Importance of the field: Hematopoietic stem cell transplantation (HSCT) is the treatment of choice for many hematological malignancies and genetic disorders. The majority of patients do not have a human leukocyte antigen (HLA) identical sibling donor, and alternative stem cell sources include HLA-matched or mismatched unrelated donors and haploidentical related donors. However, alternative donor HSCT are associated with three major complications i) graft rejection; ii) graft-versus-host disease (GvHD); and iii) delayed immune reconstitution leading to viral infections and relapse.

Areas covered in this review: Graft rejection and the risk of GvHD can be significantly reduced by using intensive conditioning regimens, including in vivo T cell depletion as well as ex vivo T cell depletion of the graft. However, the benefits of removing alloreactive T cells from the graft are offset by the concomitant removal of T cells with anti-viral or anti-tumor activity as well as the profound delay in endogenous T cell recovery post-transplant. Thus, opportunistic infections, many of which are not amenable to conventional small-molecule therapeutics, are frequent in these patients and are associated with significant morbidity and high mortality rates. This review discusses current cell therapies to prevent or treat viral infections/reactivations post-transplant.

What the reader will gain: The reader will gain an understanding of the current state of cell therapy to prevent and treat viral infections post-HSCT, and will be introduced to preclinical studies designed to develop and validate new manufacturing procedures intended to improve therapeutic efficacy and reduce associated toxicities.

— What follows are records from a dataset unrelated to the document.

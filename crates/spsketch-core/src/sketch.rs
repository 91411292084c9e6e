//! Dense `n × n` block-count grid
//!
//! A [`Sketch`] is the output of the reduction: cell `(i, j)` counts the
//! stored entries whose row falls in row-block `i` and whose column falls in
//! column-block `j`. Cells are stored row-major.
//!
//! # Examples
//!
//! ```
//! use spsketch_core::compute_sketch;
//!
//! let sketch = compute_sketch(&[0i64, 1, 3, 4, 4], &[1i64, 0, 3, 0], 4, 2).unwrap();
//!
//! assert_eq!(sketch.block_size(), 2);
//! assert_eq!(sketch.to_nested(), vec![vec![2, 1], vec![1, 0]]);
//! assert_eq!(sketch[(0, 1)], 1);
//! assert_eq!(sketch.total(), 4);
//! ```

use crate::error::{ArgumentError, SketchResult};
use scirs2_core::ndarray_ext::Array2;
use std::ops::Index;

/// Block nonzero counts of a square sparse matrix
#[derive(Debug, Clone, PartialEq, Eq)]
pub struct Sketch {
    /// Row-major counts, length `resolution * resolution`
    cells: Vec<u64>,

    /// Grid side length n
    resolution: usize,

    /// Matrix indices per block, d = ceil(R / n)
    block_size: usize,
}

impl Sketch {
    /// Create an all-zero sketch
    ///
    /// Fails with `DimensionTooLarge` when the grid cannot be allocated.
    pub(crate) fn zeros(resolution: usize, block_size: usize) -> SketchResult<Self> {
        let too_large = || ArgumentError::DimensionTooLarge {
            value: resolution as i128,
        };
        let len = resolution.checked_mul(resolution).ok_or_else(too_large)?;

        let mut cells = Vec::new();
        cells.try_reserve_exact(len).map_err(|_| too_large())?;
        cells.resize(len, 0);

        Ok(Self {
            cells,
            resolution,
            block_size,
        })
    }

    #[inline]
    pub(crate) fn bump(&mut self, i: usize, j: usize) {
        self.cells[i * self.resolution + j] += 1;
    }

    /// Grid side length
    pub fn resolution(&self) -> usize {
        self.resolution
    }

    /// Number of matrix rows (and columns) folded into each block
    pub fn block_size(&self) -> usize {
        self.block_size
    }

    /// Count at `(i, j)`, or `None` outside the grid
    pub fn get(&self, i: usize, j: usize) -> Option<u64> {
        if i < self.resolution && j < self.resolution {
            Some(self.cells[i * self.resolution + j])
        } else {
            None
        }
    }

    /// Counts of row-block `i`
    ///
    /// # Panics
    ///
    /// Panics if `i >= resolution`.
    pub fn row(&self, i: usize) -> &[u64] {
        let start = i * self.resolution;
        &self.cells[start..start + self.resolution]
    }

    /// Iterate row-blocks in order
    pub fn rows(&self) -> impl Iterator<Item = &[u64]> + '_ {
        self.cells.chunks_exact(self.resolution)
    }

    pub fn as_slice(&self) -> &[u64] {
        &self.cells
    }

    pub fn into_vec(self) -> Vec<u64> {
        self.cells
    }

    /// Nested `grid[i][j]` form
    pub fn to_nested(&self) -> Vec<Vec<u64>> {
        self.rows().map(<[u64]>::to_vec).collect()
    }

    /// Copy into an `n × n` array
    pub fn to_array(&self) -> Array2<u64> {
        Array2::from_shape_fn((self.resolution, self.resolution), |(i, j)| {
            self.cells[i * self.resolution + j]
        })
    }

    /// Sum of all cells; equals nnz for a valid input
    pub fn total(&self) -> u64 {
        self.cells.iter().sum()
    }

    /// Largest cell count
    pub fn max_count(&self) -> u64 {
        self.cells.iter().copied().max().unwrap_or(0)
    }

    /// Number of non-empty blocks
    pub fn occupied_blocks(&self) -> usize {
        self.cells.iter().filter(|&&c| c > 0).count()
    }

    /// Counts scaled by the largest cell into `[0, 1]`
    ///
    /// An all-zero sketch maps to all zeros.
    ///
    /// # Examples
    ///
    /// ```
    /// use spsketch_core::compute_sketch;
    ///
    /// let sketch = compute_sketch(&[0i64, 1, 3, 4, 4], &[1i64, 0, 3, 0], 4, 2).unwrap();
    /// let shade = sketch.normalized();
    /// assert_eq!(shade[[0, 0]], 1.0);
    /// assert_eq!(shade[[0, 1]], 0.5);
    /// assert_eq!(shade[[1, 1]], 0.0);
    /// ```
    pub fn normalized(&self) -> Array2<f64> {
        let max = self.max_count();
        if max == 0 {
            return Array2::zeros((self.resolution, self.resolution));
        }
        let scale = max as f64;
        self.to_array().mapv(|c| c as f64 / scale)
    }

    /// Sum `factor × factor` supercells into a coarser sketch
    ///
    /// The result has resolution `n / factor` and block size
    /// `block_size * factor`. When `n` divides R, this equals sketching
    /// the matrix directly at the coarser resolution.
    ///
    /// # Errors
    ///
    /// `InvalidArgument` if `factor` is zero or does not divide the resolution.
    ///
    /// # Examples
    ///
    /// ```
    /// use spsketch_core::compute_sketch;
    ///
    /// let fine = compute_sketch(&[0i64, 1, 3, 4, 4], &[1i64, 0, 3, 0], 4, 4).unwrap();
    /// let coarse = fine.coarsen(2).unwrap();
    /// assert_eq!(coarse.to_nested(), vec![vec![2, 1], vec![1, 0]]);
    /// ```
    pub fn coarsen(&self, factor: usize) -> SketchResult<Sketch> {
        if factor == 0 || self.resolution % factor != 0 {
            return Err(ArgumentError::InvalidCoarsenFactor {
                factor,
                resolution: self.resolution,
            }
            .into());
        }

        let mut out = Sketch::zeros(self.resolution / factor, self.block_size * factor)?;
        for (i, row) in self.rows().enumerate() {
            let base = (i / factor) * out.resolution;
            for (j, &count) in row.iter().enumerate() {
                out.cells[base + j / factor] += count;
            }
        }
        Ok(out)
    }

    /// Add another sketch of the same geometry into this one
    ///
    /// # Errors
    ///
    /// `InvalidArgument` if resolution or block size differ.
    pub fn merge(&mut self, other: &Sketch) -> SketchResult<()> {
        if self.resolution != other.resolution || self.block_size != other.block_size {
            return Err(ArgumentError::MergeMismatch {
                left: self.resolution,
                right: other.resolution,
                left_block: self.block_size,
                right_block: other.block_size,
            }
            .into());
        }
        for (a, &b) in self.cells.iter_mut().zip(&other.cells) {
            *a += b;
        }
        Ok(())
    }
}

impl Index<(usize, usize)> for Sketch {
    type Output = u64;

    fn index(&self, (i, j): (usize, usize)) -> &u64 {
        assert!(
            i < self.resolution && j < self.resolution,
            "sketch index ({i}, {j}) out of bounds for resolution {}",
            self.resolution
        );
        &self.cells[i * self.resolution + j]
    }
}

Take home message: Reconstitution of HSCT recipients with antigen-specific T cells, produced either by allodepletion or in vitro reactivation, can offer an effective strategy to provide both immediate and long-term protection without harmful alloreactivity.

Figure 1. Rapid generation of multivirus-specific CTL

Our CTL manufacturing process will be shortened from >10 to <2 weeks by using plasmid nucleofected DCs to activate T cells, which will then be efficiently and rapidly expanded in the G-Rex.